• _WHAT IS BEING ASKED_:
Go through the entries below. Copy each line in which "stream" appears.

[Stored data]
····················

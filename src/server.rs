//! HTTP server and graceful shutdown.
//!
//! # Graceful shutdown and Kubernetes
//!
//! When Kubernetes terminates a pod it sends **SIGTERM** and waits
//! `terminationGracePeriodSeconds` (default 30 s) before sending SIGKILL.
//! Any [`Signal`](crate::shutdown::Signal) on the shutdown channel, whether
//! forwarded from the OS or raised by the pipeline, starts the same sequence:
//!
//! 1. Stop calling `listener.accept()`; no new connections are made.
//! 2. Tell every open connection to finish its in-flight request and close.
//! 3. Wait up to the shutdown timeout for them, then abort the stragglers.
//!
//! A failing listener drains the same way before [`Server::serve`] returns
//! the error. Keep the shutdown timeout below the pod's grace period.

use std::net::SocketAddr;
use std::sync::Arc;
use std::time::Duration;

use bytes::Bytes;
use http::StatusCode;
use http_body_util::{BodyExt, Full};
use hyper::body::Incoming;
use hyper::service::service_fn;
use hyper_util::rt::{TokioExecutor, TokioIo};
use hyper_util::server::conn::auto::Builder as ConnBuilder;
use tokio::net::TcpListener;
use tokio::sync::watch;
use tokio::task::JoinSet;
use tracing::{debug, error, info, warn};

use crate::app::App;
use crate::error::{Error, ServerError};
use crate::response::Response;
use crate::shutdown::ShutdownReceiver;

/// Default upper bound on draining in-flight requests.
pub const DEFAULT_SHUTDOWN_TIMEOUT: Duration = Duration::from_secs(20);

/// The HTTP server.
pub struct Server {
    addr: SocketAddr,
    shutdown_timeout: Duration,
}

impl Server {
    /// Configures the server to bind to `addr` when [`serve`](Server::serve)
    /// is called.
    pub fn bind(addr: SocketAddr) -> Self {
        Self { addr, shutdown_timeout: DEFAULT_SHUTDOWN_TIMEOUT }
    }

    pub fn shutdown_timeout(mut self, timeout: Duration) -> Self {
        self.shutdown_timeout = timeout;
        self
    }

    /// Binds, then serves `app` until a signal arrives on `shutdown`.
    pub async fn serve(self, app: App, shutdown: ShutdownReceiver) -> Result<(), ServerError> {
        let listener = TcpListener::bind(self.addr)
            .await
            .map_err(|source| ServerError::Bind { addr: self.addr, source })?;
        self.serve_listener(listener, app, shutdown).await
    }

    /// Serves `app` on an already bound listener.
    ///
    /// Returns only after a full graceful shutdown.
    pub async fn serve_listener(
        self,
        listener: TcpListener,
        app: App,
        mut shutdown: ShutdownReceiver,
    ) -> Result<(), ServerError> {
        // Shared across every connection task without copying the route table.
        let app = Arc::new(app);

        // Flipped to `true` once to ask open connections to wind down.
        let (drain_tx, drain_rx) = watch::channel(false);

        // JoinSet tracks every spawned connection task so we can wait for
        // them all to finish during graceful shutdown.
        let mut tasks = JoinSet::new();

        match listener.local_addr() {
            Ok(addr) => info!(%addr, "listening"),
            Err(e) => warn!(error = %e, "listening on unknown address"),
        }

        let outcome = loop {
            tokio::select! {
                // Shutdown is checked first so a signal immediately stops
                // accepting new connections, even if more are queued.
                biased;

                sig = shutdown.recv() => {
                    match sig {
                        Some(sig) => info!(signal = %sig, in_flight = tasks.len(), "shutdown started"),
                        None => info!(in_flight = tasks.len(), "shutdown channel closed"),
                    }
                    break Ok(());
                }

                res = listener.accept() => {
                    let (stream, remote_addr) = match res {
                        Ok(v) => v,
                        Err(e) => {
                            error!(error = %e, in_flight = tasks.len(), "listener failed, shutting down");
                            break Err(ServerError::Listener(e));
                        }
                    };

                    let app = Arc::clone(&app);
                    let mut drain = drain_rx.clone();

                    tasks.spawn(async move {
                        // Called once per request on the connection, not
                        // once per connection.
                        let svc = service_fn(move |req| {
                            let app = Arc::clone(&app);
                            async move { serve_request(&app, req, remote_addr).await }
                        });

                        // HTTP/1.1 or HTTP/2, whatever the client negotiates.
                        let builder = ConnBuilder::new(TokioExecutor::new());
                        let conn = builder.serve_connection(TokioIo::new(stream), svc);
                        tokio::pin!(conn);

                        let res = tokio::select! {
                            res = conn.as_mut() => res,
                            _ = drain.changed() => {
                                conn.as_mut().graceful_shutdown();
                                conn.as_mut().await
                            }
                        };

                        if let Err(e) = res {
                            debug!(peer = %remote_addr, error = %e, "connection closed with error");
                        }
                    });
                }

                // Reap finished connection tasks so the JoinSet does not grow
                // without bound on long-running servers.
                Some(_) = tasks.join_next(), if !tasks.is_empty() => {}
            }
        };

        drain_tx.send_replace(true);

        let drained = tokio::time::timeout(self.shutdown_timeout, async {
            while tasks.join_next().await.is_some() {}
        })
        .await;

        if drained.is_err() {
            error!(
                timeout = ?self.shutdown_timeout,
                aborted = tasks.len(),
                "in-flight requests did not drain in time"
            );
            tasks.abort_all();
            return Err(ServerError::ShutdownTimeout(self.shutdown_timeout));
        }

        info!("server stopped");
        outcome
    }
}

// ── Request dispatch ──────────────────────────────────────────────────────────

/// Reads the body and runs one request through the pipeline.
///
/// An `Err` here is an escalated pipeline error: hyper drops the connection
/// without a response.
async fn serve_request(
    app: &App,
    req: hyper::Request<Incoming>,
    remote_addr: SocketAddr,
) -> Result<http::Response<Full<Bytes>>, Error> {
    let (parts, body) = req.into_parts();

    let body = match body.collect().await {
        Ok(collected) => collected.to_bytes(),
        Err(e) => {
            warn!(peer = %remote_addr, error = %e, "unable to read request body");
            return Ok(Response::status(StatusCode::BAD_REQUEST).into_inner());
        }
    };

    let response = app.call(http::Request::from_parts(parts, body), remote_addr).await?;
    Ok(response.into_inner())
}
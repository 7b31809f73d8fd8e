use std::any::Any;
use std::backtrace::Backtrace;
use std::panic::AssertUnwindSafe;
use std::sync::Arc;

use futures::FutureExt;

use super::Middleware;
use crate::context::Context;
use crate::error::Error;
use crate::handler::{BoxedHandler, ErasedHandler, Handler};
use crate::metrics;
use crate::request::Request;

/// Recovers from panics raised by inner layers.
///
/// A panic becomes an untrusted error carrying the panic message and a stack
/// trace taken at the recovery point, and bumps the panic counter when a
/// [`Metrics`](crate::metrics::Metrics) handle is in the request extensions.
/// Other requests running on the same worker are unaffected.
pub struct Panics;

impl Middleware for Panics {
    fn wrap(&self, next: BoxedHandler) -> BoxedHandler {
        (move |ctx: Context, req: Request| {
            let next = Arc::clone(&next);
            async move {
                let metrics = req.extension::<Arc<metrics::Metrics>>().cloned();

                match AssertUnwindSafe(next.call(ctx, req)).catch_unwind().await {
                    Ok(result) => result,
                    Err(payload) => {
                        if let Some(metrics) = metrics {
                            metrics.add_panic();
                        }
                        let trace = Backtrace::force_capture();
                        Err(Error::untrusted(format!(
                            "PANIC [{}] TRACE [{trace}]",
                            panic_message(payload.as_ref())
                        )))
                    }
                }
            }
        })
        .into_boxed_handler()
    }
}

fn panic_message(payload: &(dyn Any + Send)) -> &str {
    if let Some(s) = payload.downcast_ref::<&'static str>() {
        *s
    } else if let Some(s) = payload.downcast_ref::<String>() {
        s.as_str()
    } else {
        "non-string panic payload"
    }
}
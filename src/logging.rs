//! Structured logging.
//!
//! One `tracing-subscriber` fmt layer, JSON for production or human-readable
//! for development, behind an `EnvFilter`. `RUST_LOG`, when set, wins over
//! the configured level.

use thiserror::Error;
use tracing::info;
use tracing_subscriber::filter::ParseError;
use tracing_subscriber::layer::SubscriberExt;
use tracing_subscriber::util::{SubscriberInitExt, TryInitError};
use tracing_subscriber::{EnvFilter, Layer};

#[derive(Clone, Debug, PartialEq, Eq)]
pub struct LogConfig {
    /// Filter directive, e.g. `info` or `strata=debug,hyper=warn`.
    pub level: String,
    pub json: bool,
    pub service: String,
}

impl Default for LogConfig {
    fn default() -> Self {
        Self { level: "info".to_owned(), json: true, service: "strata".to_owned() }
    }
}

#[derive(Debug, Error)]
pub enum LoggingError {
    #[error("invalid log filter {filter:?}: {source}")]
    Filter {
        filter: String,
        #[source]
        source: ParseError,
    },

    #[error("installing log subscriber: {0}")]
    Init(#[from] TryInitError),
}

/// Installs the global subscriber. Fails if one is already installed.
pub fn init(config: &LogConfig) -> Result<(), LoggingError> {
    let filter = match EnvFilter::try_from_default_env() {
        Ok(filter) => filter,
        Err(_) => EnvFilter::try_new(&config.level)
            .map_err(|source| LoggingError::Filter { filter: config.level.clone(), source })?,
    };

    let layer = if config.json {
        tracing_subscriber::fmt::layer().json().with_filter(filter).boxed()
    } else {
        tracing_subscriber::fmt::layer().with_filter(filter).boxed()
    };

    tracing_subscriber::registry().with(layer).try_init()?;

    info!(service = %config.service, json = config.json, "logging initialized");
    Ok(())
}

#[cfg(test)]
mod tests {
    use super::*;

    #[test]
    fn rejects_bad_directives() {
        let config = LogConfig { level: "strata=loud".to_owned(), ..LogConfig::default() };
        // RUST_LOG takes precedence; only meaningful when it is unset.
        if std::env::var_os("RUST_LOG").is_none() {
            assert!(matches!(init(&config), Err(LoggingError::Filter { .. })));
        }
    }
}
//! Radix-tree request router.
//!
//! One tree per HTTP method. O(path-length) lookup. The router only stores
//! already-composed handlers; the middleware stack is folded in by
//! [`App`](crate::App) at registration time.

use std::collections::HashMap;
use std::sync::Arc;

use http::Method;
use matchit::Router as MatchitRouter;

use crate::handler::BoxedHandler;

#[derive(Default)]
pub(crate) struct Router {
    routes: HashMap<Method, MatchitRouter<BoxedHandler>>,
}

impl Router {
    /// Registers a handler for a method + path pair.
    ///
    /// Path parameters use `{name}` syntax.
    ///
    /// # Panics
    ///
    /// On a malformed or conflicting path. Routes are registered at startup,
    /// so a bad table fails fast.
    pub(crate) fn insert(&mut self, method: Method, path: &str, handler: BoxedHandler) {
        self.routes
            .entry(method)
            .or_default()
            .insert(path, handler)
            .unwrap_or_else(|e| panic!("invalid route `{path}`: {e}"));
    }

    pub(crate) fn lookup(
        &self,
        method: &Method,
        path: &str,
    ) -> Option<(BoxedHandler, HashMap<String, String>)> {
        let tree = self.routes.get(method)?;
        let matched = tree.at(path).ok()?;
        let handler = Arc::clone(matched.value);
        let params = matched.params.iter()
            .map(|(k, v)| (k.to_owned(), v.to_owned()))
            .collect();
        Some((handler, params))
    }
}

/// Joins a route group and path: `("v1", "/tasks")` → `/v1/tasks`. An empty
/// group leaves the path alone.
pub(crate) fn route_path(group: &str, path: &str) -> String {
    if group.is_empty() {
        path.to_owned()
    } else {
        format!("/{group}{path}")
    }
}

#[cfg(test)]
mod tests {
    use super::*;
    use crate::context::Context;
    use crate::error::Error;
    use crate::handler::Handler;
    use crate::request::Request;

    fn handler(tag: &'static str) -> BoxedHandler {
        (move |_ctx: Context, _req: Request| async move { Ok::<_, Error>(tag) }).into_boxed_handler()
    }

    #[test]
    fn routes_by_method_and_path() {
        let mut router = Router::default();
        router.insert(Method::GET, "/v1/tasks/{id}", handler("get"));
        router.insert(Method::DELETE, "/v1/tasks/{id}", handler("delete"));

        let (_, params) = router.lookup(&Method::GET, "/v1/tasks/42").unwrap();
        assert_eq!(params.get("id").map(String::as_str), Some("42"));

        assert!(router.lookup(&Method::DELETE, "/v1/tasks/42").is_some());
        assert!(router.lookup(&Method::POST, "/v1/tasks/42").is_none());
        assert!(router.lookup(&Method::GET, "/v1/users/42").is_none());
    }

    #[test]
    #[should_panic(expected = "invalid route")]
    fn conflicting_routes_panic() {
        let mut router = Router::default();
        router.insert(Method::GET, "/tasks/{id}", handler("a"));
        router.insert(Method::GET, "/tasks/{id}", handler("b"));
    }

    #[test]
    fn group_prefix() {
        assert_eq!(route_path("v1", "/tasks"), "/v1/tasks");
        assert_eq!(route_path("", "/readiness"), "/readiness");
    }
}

····················

• _RESULT OF THIS EXERCISE_:
                    let (stream, remote_addr) = match res {
                        let conn = builder.serve_connection(TokioIo::new(stream), svc);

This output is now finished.